名誉館長 古川 薫(ふるかわかおる)
古川 薫(ふるかわかおる)
大正14(1925)年6月5日~平成30年5月5日 下関市大坪町 生まれ |
山口大学教育学部卒業後、中学校教諭、山口新聞編集局長、企画室長を経て、文筆生活に入る。平成3年藤原義江を描いた「漂泊者のアリア」で第104回直木賞受賞。著書は「暗殺の森」、「花も嵐も女優・田中絹代の生涯」、「斜陽に立つ」など多数。 『花も嵐も女優・田中絹代の生涯』 |
『漂白者のアリア』 |
『斜陽に立つ』 |
女優田中絹代の光と影
女優は齢をとりません。

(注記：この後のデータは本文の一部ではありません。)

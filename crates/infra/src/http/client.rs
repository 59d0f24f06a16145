use std::time::Duration;

use cleanplayer_domain::CleanPlayerError;
use reqwest::header::{HeaderMap, HeaderName, HeaderValue, AUTHORIZATION};
use reqwest::{Client as ReqwestClient, Method, RequestBuilder, Response};
use tracing::debug;

use crate::errors::InfraError;

/// HTTP client with a request timeout and shared default headers.
///
/// Every request is sent exactly once. Token and store calls are not
/// idempotent from the provider's point of view, so failures go back to the
/// caller as-is.
#[derive(Debug, Clone)]
pub struct HttpClient {
    client: ReqwestClient,
}

impl HttpClient {
    /// Start building a new HTTP client.
    pub fn builder() -> HttpClientBuilder {
        HttpClientBuilder::default()
    }

    /// Convenience constructor with default configuration.
    pub fn new() -> Result<Self, CleanPlayerError> {
        Self::builder().build()
    }

    /// Create a request builder using the underlying reqwest client.
    pub fn request<U>(&self, method: Method, url: U) -> RequestBuilder
    where
        U: reqwest::IntoUrl,
    {
        self.client.request(method, url)
    }

    /// Create a request carrying `Authorization: Bearer <token>`.
    pub fn authorized<U>(&self, method: Method, url: U, access_token: &str) -> RequestBuilder
    where
        U: reqwest::IntoUrl,
    {
        self.client.request(method, url).bearer_auth(access_token)
    }

    /// Execute the provided request builder.
    ///
    /// Any response, including 5xx, is returned for the caller to map.
    /// Transport failures become `CleanPlayerError`.
    pub async fn send(&self, builder: RequestBuilder) -> Result<Response, CleanPlayerError> {
        let request = builder.build().map_err(|err| {
            let infra: InfraError = err.into();
            CleanPlayerError::from(infra)
        })?;

        let method = request.method().clone();
        let path = request.url().path().to_string();
        debug!(%method, %path, "sending HTTP request");

        match self.client.execute(request).await {
            Ok(response) => {
                debug!(%method, %path, status = %response.status(), "received HTTP response");
                Ok(response)
            }
            Err(err) => {
                debug!(%method, %path, error = %err, "HTTP request failed");
                let infra: InfraError = err.into();
                Err(CleanPlayerError::from(infra))
            }
        }
    }
}

/// Builder for [`HttpClient`].
#[derive(Debug)]
pub struct HttpClientBuilder {
    timeout: Duration,
    user_agent: Option<String>,
    default_headers: HeaderMap,
    use_system_proxy: bool,
}

impl Default for HttpClientBuilder {
    fn default() -> Self {
        Self {
            timeout: Duration::from_secs(30),
            user_agent: None,
            default_headers: HeaderMap::new(),
            use_system_proxy: std::env::var_os("CLEANPLAYER_DISABLE_PROXY").is_none(),
        }
    }
}

impl HttpClientBuilder {
    pub fn timeout(mut self, timeout: Duration) -> Self {
        self.timeout = timeout;
        self
    }

    pub fn user_agent(mut self, agent: impl Into<String>) -> Self {
        self.user_agent = Some(agent.into());
        self
    }

    /// Add a header sent with every request.
    ///
    /// # Errors
    /// Returns `CleanPlayerError::Config` if the value is not a valid header.
    pub fn header(mut self, name: &str, value: &str) -> Result<Self, CleanPlayerError> {
        let header_name = HeaderName::from_bytes(name.as_bytes())
            .map_err(|e| CleanPlayerError::Config(format!("invalid header name {name}: {e}")))?;
        let mut header_value = HeaderValue::from_str(value).map_err(|e| {
            CleanPlayerError::Config(format!("invalid value for header {name}: {e}"))
        })?;
        if header_name == AUTHORIZATION || header_name.as_str() == "apikey" {
            header_value.set_sensitive(true);
        }
        self.default_headers.insert(header_name, header_value);
        Ok(self)
    }

    pub fn use_system_proxy(mut self, enabled: bool) -> Self {
        self.use_system_proxy = enabled;
        self
    }

    pub fn build(self) -> Result<HttpClient, CleanPlayerError> {
        let mut builder = ReqwestClient::builder()
            .timeout(self.timeout)
            .default_headers(self.default_headers);

        if !self.use_system_proxy {
            builder = builder.no_proxy();
        }

        if let Some(agent) = self.user_agent {
            builder = builder.user_agent(agent);
        }

        let client = builder.build().map_err(|err| {
            let infra: InfraError = err.into();
            CleanPlayerError::from(infra)
        })?;

        Ok(HttpClient { client })
    }
}

#[cfg(test)]
mod tests {
    use std::net::TcpListener;

    use reqwest::{Method, StatusCode};
    use wiremock::matchers::{header, method};
    use wiremock::{Mock, MockServer, ResponseTemplate};

    use super::*;

    fn local_builder() -> HttpClientBuilder {
        HttpClient::builder().use_system_proxy(false).timeout(Duration::from_secs(5))
    }

    #[tokio::test]
    async fn server_errors_are_returned_without_resending() {
        let server = MockServer::start().await;
        Mock::given(method("POST"))
            .respond_with(ResponseTemplate::new(503))
            .expect(1)
            .mount(&server)
            .await;

        let client = local_builder().build().expect("http client");
        let response =
            client.send(client.request(Method::POST, server.uri())).await.expect("response");

        assert_eq!(response.status(), StatusCode::SERVICE_UNAVAILABLE);
    }

    #[tokio::test]
    async fn authorized_requests_carry_bearer_token() {
        let server = MockServer::start().await;
        Mock::given(method("GET"))
            .and(header("authorization", "Bearer A1"))
            .and(header("apikey", "anon"))
            .respond_with(ResponseTemplate::new(204))
            .expect(1)
            .mount(&server)
            .await;

        let client = local_builder().header("apikey", "anon").unwrap().build().unwrap();
        let response =
            client.send(client.authorized(Method::GET, server.uri(), "A1")).await.unwrap();

        assert_eq!(response.status(), StatusCode::NO_CONTENT);
    }

    #[tokio::test]
    async fn connection_refused_maps_to_network_error() {
        let listener = TcpListener::bind("127.0.0.1:0").unwrap();
        let addr = listener.local_addr().unwrap();
        drop(listener);
        let url = format!("http://{addr}");

        let client = local_builder().build().expect("http client");

        match client.send(client.request(Method::GET, &url)).await {
            Err(CleanPlayerError::Network(msg)) => {
                assert!(msg.to_lowercase().contains("http"));
            }
            other => panic!("expected network error, got {other:?}"),
        }
    }

    #[test]
    fn rejects_invalid_header_values() {
        let result = HttpClient::builder().header("apikey", "bad\nvalue");
        assert!(matches!(result, Err(CleanPlayerError::Config(_))));
    }
}
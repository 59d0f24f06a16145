//! Error types used throughout the application

use serde::{Deserialize, Serialize};
use thiserror::Error;

/// Main error type for CleanPlayer
#[derive(Error, Debug, Clone, PartialEq, Eq, Serialize, Deserialize)]
#[serde(tag = "type", content = "message")]
pub enum CleanPlayerError {
    #[error("Storage error: {0}")]
    Storage(String),

    #[error("Configuration error: {0}")]
    Config(String),

    #[error("Network error: {0}")]
    Network(String),

    #[error("Authentication error: {0}")]
    Auth(String),

    #[error("Not found: {0}")]
    NotFound(String),

    #[error("Invalid input: {0}")]
    InvalidInput(String),

    #[error("Internal error: {0}")]
    Internal(String),
}

/// Result type alias for CleanPlayer operations
pub type Result<T> = std::result::Result<T, CleanPlayerError>;
//! Credential lifecycle manager
//!
//! Sole owner of the transitions between `LocalOnly`, `Migrating` and
//! `RemoteResident`. Everything else in the application asks for "a usable
//! token" and never touches the stores directly.
//!
//! Concurrency:
//! - identity resolution and migration run behind one session-wide gate, so
//!   concurrent first calls coalesce into a single migration
//! - refreshes are serialized per user id; callers that waited on an
//!   in-flight refresh share its outcome, success or failure

use std::collections::HashMap;
use std::sync::atomic::{AtomicU64, Ordering};
use std::sync::Arc;
use std::time::Duration;

use async_trait::async_trait;
use chrono::Utc;
use cleanplayer_common::auth::{PKCEChallenge, TokenExchanger};
use cleanplayer_domain::constants::{
    DEFAULT_SESSION_RESET_DELAY_MS, DEFAULT_VERIFIER_LENGTH, LOCAL_KEY_ACCESS_TOKEN,
    LOCAL_KEY_EXPIRY_TIME, LOCAL_KEY_REFRESH_TOKEN, LOCAL_KEY_TOKEN_GENERATION_TIME,
    LOCAL_KEY_USER_ID, LOCAL_KEY_VERIFIER, LOCAL_TOKEN_KEYS, LOGOUT_KEYS,
};
use cleanplayer_domain::{CredentialRecord, LocalCredentials};
use parking_lot::RwLock;
use tokio::sync::{broadcast, Mutex};
use tracing::{debug, error, info, warn};

use super::errors::AuthError;
use super::events::AuthEvent;
use super::ports::{AccessTokenProvider, CredentialRepository, IdentityResolver, LocalStore};
use super::session::{SessionContext, SessionState};

const EVENT_CHANNEL_CAPACITY: usize = 32;

/// Per-user refresh serialization
///
/// `completed` counts finished refresh attempts. A caller that saw a lower
/// count before taking the lock waited on someone else's attempt and reuses
/// its outcome instead of calling the token endpoint again.
#[derive(Default)]
struct RefreshSlot {
    completed: AtomicU64,
    last_failure: Mutex<Option<AuthError>>,
}

/// Orchestrates PKCE login, code exchange, migration and refresh-before-use
pub struct CredentialLifecycleManager {
    exchanger: Arc<dyn TokenExchanger>,
    identity: Arc<dyn IdentityResolver>,
    local: Arc<dyn LocalStore>,
    remote: Arc<dyn CredentialRepository>,
    context: RwLock<SessionContext>,
    migration_gate: Mutex<()>,
    refresh_slots: parking_lot::Mutex<HashMap<String, Arc<RefreshSlot>>>,
    events: broadcast::Sender<AuthEvent>,
    verifier_length: usize,
    reset_delay: Duration,
}
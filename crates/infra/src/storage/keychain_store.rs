//! Device-local store in the platform keychain
//!
//! Each key becomes one keychain entry under a shared service name
//! (macOS Keychain, Windows Credential Manager, Secret Service on Linux).
//! Keyring calls block, so they run on the blocking pool.

use async_trait::async_trait;
use cleanplayer_core::LocalStore;
use cleanplayer_domain::{CleanPlayerError, Result};
use keyring::{Entry, Error as KeyringError};
use tracing::debug;

use crate::errors::InfraError;

/// `LocalStore` backed by the OS keychain
#[derive(Debug, Clone)]
pub struct KeychainLocalStore {
    service: String,
}

impl KeychainLocalStore {
    #[must_use]
    pub fn new(service: impl Into<String>) -> Self {
        Self { service: service.into() }
    }

    #[must_use]
    pub fn service(&self) -> &str {
        &self.service
    }

    async fn with_entry<T, F>(&self, key: &str, op: F) -> Result<T>
    where
        T: Send + 'static,
        F: FnOnce(Entry) -> std::result::Result<T, KeyringError> + Send + 'static,
    {
        let service = self.service.clone();
        let key = key.to_string();

        tokio::task::spawn_blocking(move || {
            let entry = Entry::new(&service, &key).map_err(InfraError::from)?;
            op(entry).map_err(|e| CleanPlayerError::from(InfraError::from(e)))
        })
        .await
        .map_err(|e| CleanPlayerError::Internal(format!("keychain task failed: {e}")))?
    }
}

#[async_trait]
impl LocalStore for KeychainLocalStore {
    async fn get(&self, key: &str) -> Result<Option<String>> {
        debug!(service = %self.service, key, "Reading keychain entry");
        self.with_entry(key, |entry| match entry.get_password() {
            Ok(value) => Ok(Some(value)),
            Err(KeyringError::NoEntry) => Ok(None),
            Err(e) => Err(e),
        })
        .await
    }

    async fn set(&self, key: &str, value: &str) -> Result<()> {
        debug!(service = %self.service, key, "Writing keychain entry");
        let value = value.to_string();
        self.with_entry(key, move |entry| entry.set_password(&value)).await
    }

    async fn remove(&self, key: &str) -> Result<()> {
        debug!(service = %self.service, key, "Deleting keychain entry");
        self.with_entry(key, |entry| match entry.delete_credential() {
            Ok(()) | Err(KeyringError::NoEntry) => Ok(()),
            Err(e) => Err(e),
        })
        .await
    }
}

生涯の最も美しい風姿を永遠にとどめる特権をもっています。
「田中絹代ぶんか館」にも絹代の華麗な足跡を証する遺品が、郷土の誇らかな雰囲気につつまれるように展示されています。
父亡きあとの家族を、小学生だった幼い絹代が支えた苦悩 ―それは銀幕の女王として脚光を浴びてからも終生つきまとったのですが―を物語るよすがは、大阪楽天地の少女琵琶歌劇団時代に撮った不鮮明な写真だけに限られています。そこにひそむ女優 田中絹代の光と影の部分を、わたくしたちが決して見逃さないのは、長い旅を終わり、一家を引きつれて下関の墓におさまった彼女にそそぐ郷土人としてのいたわりと親愛の情というものでしょう。この先人顕彰館に飾られている多くの文芸家の業績が、その人々の人生の闘いの結実であることも、田中絹代の生涯と軌を一にするものといえましょう。
わたくしは現役最高齢のゆえをもって、初代名誉館長を命じられました。新しく生まれ変わった館の床を踏んで、こんな言葉を思い浮かべたのです。
「人生は旅だ。途上の旅人が詩人となるように、どんな人生も
一篇のすぐれた詩であるだろう」と。